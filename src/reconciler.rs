//! Reconciler for maintaining desired state.
//!
//! This module drives reconciliation cycles: for each resource it collects
//! the dry-run previews and live state, compares them, and converges the
//! resource when they differ. Resources are handled one after another and
//! share nothing between cycles.

use chrono::{DateTime, Utc};
use serde::Serialize;
use tokio_util::sync::CancellationToken;
use tracing::{debug, error, info, warn};
use uuid::Uuid;

use crate::config::ResourceDescriptor;
use crate::converge::{ConvergenceAction, Converger};
use crate::diff::{compare, Difference};
use crate::error::{KubeEnsureError, ReconcileError, Result};
use crate::kubectl::KubectlClient;
use crate::snapshot::Snapshotter;

/// Reconciler for a list of resources.
#[derive(Debug, Clone)]
pub struct Reconciler<'a> {
    /// Collects previews and live state.
    snapshotter: Snapshotter<'a>,
    /// Runs convergence actions.
    converger: Converger<'a>,
    /// Keep going after a resource fails.
    continue_on_error: bool,
}

/// Outcome of inspecting (and possibly converging) one resource.
#[derive(Debug, Clone, Serialize)]
pub struct ResourceReport {
    /// `type namespace::name` label.
    pub resource: String,
    /// Whether the resource should exist.
    pub desired_exists: bool,
    /// Whether the resource existed when inspected.
    pub exists: bool,
    /// Differences found, empty when in sync.
    pub differences: Vec<Difference>,
    /// Action taken, if any.
    pub action: Option<ConvergenceAction>,
    /// Live YAML rendering, when the resource exists.
    #[serde(skip_serializing_if = "Option::is_none")]
    pub display_spec: Option<String>,
}

impl ResourceReport {
    /// Returns true if the resource drifted from its descriptor.
    #[must_use]
    pub fn has_drift(&self) -> bool {
        !self.differences.is_empty()
    }
}

/// Result of a reconciliation run.
#[derive(Debug, Serialize)]
pub struct ReconciliationResult {
    /// Identifier of this run, for correlating logs.
    pub run_id: Uuid,
    /// Whether every resource ended in sync.
    pub success: bool,
    /// Number of resources applied.
    pub applied: usize,
    /// Number of resources replaced.
    pub replaced: usize,
    /// Number of resources deleted.
    pub deleted: usize,
    /// Number of resources already in sync.
    pub unchanged: usize,
    /// Errors encountered.
    pub errors: Vec<String>,
    /// Per-resource reports, in configuration order.
    pub resources: Vec<ResourceReport>,
    /// When the run started.
    pub started_at: DateTime<Utc>,
    /// When the run finished.
    pub finished_at: DateTime<Utc>,
}

/// Report of drift detection.
#[derive(Debug, Serialize)]
pub struct DriftReport {
    /// Whether drift was detected.
    pub has_drift: bool,
    /// Resources that have drifted.
    pub drifted_resources: Vec<String>,
    /// Total number of resources checked.
    pub total_resources: usize,
    /// Per-resource reports, in configuration order.
    pub resources: Vec<ResourceReport>,
    /// When the check ran.
    pub checked_at: DateTime<Utc>,
}

impl<'a> Reconciler<'a> {
    /// Creates a new reconciler.
    #[must_use]
    pub const fn new(client: &'a KubectlClient) -> Self {
        Self {
            snapshotter: Snapshotter::new(client),
            converger: Converger::new(client),
            continue_on_error: false,
        }
    }

    /// Keeps reconciling the remaining resources after one fails.
    #[must_use]
    pub const fn with_continue_on_error(mut self, continue_on_error: bool) -> Self {
        self.continue_on_error = continue_on_error;
        self
    }

    /// Collects state for one resource and compares it.
    ///
    /// # Errors
    ///
    /// Returns an error if collecting state fails.
    pub async fn inspect(
        &self,
        descriptor: &ResourceDescriptor,
        cancel: &CancellationToken,
    ) -> Result<ResourceReport> {
        let state = self.snapshotter.collect(descriptor, cancel).await?;
        let differences = compare(descriptor, &state);

        debug!(
            "{}: {} difference(s)",
            descriptor.display_name(),
            differences.len()
        );

        Ok(ResourceReport {
            resource: descriptor.display_name(),
            desired_exists: descriptor.exists,
            exists: state.exists,
            differences,
            action: None,
            display_spec: state.display_spec,
        })
    }

    /// Runs one reconciliation cycle for a resource.
    ///
    /// # Errors
    ///
    /// Returns an error if collecting state or converging fails.
    pub async fn reconcile_resource(
        &self,
        descriptor: &ResourceDescriptor,
        cancel: &CancellationToken,
    ) -> Result<ResourceReport> {
        info!("{}", descriptor.describe());
        let mut report = self.inspect(descriptor, cancel).await?;

        if report.has_drift() {
            for difference in &report.differences {
                info!("{difference}");
            }
            report.action = Some(self.converger.converge(descriptor, cancel).await?);
        } else {
            info!("{} is up to date", descriptor.display_name());
        }

        Ok(report)
    }

    /// Reconciles every resource in order.
    ///
    /// # Errors
    ///
    /// Returns an error if the run is cancelled, or if a resource fails and
    /// `continue_on_error` is not set.
    pub async fn reconcile(
        &self,
        resources: &[ResourceDescriptor],
        cancel: &CancellationToken,
    ) -> Result<ReconciliationResult> {
        let mut result = ReconciliationResult {
            run_id: Uuid::new_v4(),
            success: true,
            applied: 0,
            replaced: 0,
            deleted: 0,
            unchanged: 0,
            errors: vec![],
            resources: Vec::with_capacity(resources.len()),
            started_at: Utc::now(),
            finished_at: Utc::now(),
        };

        info!(
            "Starting reconciliation {} of {} resource(s)",
            result.run_id,
            resources.len()
        );

        for descriptor in resources {
            match self.reconcile_resource(descriptor, cancel).await {
                Ok(report) => {
                    match report.action {
                        Some(ConvergenceAction::Apply) => result.applied += 1,
                        Some(ConvergenceAction::Replace) => result.replaced += 1,
                        Some(ConvergenceAction::Delete { .. }) => result.deleted += 1,
                        None => result.unchanged += 1,
                    }
                    result.resources.push(report);
                }
                Err(err) if err.is_cancelled() => {
                    return Err(KubeEnsureError::Reconcile(ReconcileError::Aborted {
                        reason: format!("cancelled while reconciling {}", descriptor.display_name()),
                    }));
                }
                Err(err) => {
                    error!("Failed to reconcile {}: {err}", descriptor.display_name());
                    let failure = ReconcileError::ResourceReconcileFailed {
                        resource: descriptor.display_name(),
                        reason: err.to_string(),
                    };
                    if !self.continue_on_error {
                        return Err(failure.into());
                    }
                    result.success = false;
                    result.errors.push(failure.to_string());
                }
            }
        }

        result.finished_at = Utc::now();
        Ok(result)
    }

    /// Checks every resource for drift without changing anything.
    ///
    /// # Errors
    ///
    /// Returns an error if collecting state for any resource fails.
    pub async fn check_drift(
        &self,
        resources: &[ResourceDescriptor],
        cancel: &CancellationToken,
    ) -> Result<DriftReport> {
        info!("Checking {} resource(s) for drift", resources.len());

        let mut reports = Vec::with_capacity(resources.len());
        for descriptor in resources {
            let report = self.inspect(descriptor, cancel).await?;
            if report.has_drift() {
                warn!("{} has drifted", report.resource);
            }
            reports.push(report);
        }

        let drifted_resources: Vec<String> = reports
            .iter()
            .filter(|r| r.has_drift())
            .map(|r| r.resource.clone())
            .collect();

        Ok(DriftReport {
            has_drift: !drifted_resources.is_empty(),
            drifted_resources,
            total_resources: resources.len(),
            resources: reports,
            checked_at: Utc::now(),
        })
    }
}

impl DriftReport {
    /// Returns true if the state is converged (no drift).
    #[must_use]
    pub const fn is_converged(&self) -> bool {
        !self.has_drift
    }

    /// Converts a drifted report into [`ReconcileError::DriftDetected`] for
    /// the first drifted resource.
    ///
    /// # Errors
    ///
    /// Returns an error if any resource drifted.
    pub fn ensure_converged(&self) -> Result<()> {
        match self.resources.iter().find(|r| r.has_drift()) {
            Some(report) => Err(ReconcileError::DriftDetected {
                resource: report.resource.clone(),
                count: report.differences.len(),
            }
            .into()),
            None => Ok(()),
        }
    }
}

impl std::fmt::Display for DriftReport {
    fn fmt(&self, f: &mut std::fmt::Formatter<'_>) -> std::fmt::Result {
        if self.has_drift {
            writeln!(f, "Drift detected:")?;
            for resource in &self.drifted_resources {
                writeln!(f, "  - {resource}")?;
            }
        } else {
            write!(f, "No drift detected - state is converged")?;
        }
        Ok(())
    }
}

impl std::fmt::Display for ReconciliationResult {
    fn fmt(&self, f: &mut std::fmt::Formatter<'_>) -> std::fmt::Result {
        let status = if self.success { "successful" } else { "failed" };
        writeln!(f, "Reconciliation {status}:")?;
        writeln!(f, "  Applied: {}", self.applied)?;
        writeln!(f, "  Replaced: {}", self.replaced)?;
        writeln!(f, "  Deleted: {}", self.deleted)?;
        writeln!(f, "  Unchanged: {}", self.unchanged)?;

        if !self.errors.is_empty() {
            writeln!(f, "  Errors:")?;
            for error in &self.errors {
                writeln!(f, "    - {error}")?;
            }
        }

        Ok(())
    }
}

··········

**PROBLEM TO SOLVE**
With the first line of the material as the start and the line containing "pub struct Reconciler<'a>" as the end, repeat that span exactly and add nothing.

**SOLVED PROBLEM**
filename src/reconciler.rs
//! Reconciler for maintaining desired state.
//!
//! This module drives reconciliation cycles: for each resource it collects
//! the dry-run previews and live state, compares them, and converges the
//! resource when they differ. Resources are handled one after another and
//! share nothing between cycles.

use chrono::{DateTime, Utc};
use serde::Serialize;
use tokio_util::sync::CancellationToken;
use tracing::{debug, error, info, warn};
use uuid::Uuid;

use crate::config::ResourceDescriptor;
use crate::converge::{ConvergenceAction, Converger};
use crate::diff::{compare, Difference};
use crate::error::{KubeEnsureError, ReconcileError, Result};
use crate::kubectl::KubectlClient;
use crate::snapshot::Snapshotter;

/// Reconciler for a list of resources.
#[derive(Debug, Clone)]
pub struct Reconciler<'a> {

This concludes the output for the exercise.